Problem statement:
Up to and including the line that contains "while let Some(output)", return every line from the start of the data, unchanged.

Data extract:
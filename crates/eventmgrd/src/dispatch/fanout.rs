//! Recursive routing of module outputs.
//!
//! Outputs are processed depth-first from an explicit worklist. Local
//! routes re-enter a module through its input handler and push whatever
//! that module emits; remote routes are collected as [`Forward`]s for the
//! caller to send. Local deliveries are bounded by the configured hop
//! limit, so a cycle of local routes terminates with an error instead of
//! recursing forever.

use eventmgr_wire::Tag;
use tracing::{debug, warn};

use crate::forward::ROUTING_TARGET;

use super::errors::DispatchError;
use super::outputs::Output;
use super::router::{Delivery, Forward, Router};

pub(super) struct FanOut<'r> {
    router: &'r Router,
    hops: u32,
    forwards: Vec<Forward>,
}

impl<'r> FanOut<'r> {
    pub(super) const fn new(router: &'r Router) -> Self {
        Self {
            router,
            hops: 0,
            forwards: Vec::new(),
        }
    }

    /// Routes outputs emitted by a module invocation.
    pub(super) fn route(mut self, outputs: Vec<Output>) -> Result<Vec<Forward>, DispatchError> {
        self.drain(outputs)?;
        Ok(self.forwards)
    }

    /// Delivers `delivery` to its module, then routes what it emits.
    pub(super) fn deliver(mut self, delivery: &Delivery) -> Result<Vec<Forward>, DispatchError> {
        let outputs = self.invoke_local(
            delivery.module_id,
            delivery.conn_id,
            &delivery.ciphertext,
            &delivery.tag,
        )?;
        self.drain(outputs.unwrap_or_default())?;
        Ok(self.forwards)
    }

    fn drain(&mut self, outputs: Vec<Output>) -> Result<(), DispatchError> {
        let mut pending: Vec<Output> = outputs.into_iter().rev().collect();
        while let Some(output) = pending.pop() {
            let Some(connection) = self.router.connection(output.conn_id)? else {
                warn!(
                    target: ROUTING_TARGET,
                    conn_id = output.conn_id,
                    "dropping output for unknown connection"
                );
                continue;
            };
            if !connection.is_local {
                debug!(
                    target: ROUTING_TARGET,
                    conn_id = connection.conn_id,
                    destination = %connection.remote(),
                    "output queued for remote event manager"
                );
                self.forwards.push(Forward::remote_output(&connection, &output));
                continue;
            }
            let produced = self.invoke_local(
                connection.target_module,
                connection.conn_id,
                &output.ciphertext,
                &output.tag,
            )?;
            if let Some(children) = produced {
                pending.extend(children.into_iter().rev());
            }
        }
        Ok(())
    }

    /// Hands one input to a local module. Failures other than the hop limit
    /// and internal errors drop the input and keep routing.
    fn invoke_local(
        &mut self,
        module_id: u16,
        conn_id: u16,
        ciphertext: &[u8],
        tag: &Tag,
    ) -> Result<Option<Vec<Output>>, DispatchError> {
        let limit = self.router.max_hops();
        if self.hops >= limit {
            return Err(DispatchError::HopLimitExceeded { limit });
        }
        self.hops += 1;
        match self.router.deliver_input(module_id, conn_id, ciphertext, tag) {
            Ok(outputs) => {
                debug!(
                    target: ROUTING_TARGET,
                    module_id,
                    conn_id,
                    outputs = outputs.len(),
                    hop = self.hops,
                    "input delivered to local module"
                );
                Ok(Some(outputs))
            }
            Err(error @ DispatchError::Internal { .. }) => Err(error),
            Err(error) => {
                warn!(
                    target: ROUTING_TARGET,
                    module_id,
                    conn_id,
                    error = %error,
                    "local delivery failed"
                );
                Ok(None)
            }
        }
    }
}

Your response:
filename crates/eventmgrd/src/dispatch/fanout.rs
//! Recursive routing of module outputs.
//!
//! Outputs are processed depth-first from an explicit worklist. Local
//! routes re-enter a module through its input handler and push whatever
//! that module emits; remote routes are collected as [`Forward`]s for the
//! caller to send. Local deliveries are bounded by the configured hop
//! limit, so a cycle of local routes terminates with an error instead of
//! recursing forever.

use eventmgr_wire::Tag;
use tracing::{debug, warn};

use crate::forward::ROUTING_TARGET;

use super::errors::DispatchError;
use super::outputs::Output;
use super::router::{Delivery, Forward, Router};

pub(super) struct FanOut<'r> {
    router: &'r Router,
    hops: u32,
    forwards: Vec<Forward>,
}

impl<'r> FanOut<'r> {
    pub(super) const fn new(router: &'r Router) -> Self {
        Self {
            router,
            hops: 0,
            forwards: Vec::new(),
        }
    }

    /// Routes outputs emitted by a module invocation.
    pub(super) fn route(mut self, outputs: Vec<Output>) -> Result<Vec<Forward>, DispatchError> {
        self.drain(outputs)?;
        Ok(self.forwards)
    }

    /// Delivers `delivery` to its module, then routes what it emits.
    pub(super) fn deliver(mut self, delivery: &Delivery) -> Result<Vec<Forward>, DispatchError> {
        let outputs = self.invoke_local(
            delivery.module_id,
            delivery.conn_id,
            &delivery.ciphertext,
            &delivery.tag,
        )?;
        self.drain(outputs.unwrap_or_default())?;
        Ok(self.forwards)
    }

    fn drain(&mut self, outputs: Vec<Output>) -> Result<(), DispatchError> {
        let mut pending: Vec<Output> = outputs.into_iter().rev().collect();
        while let Some(output) = pending.pop() {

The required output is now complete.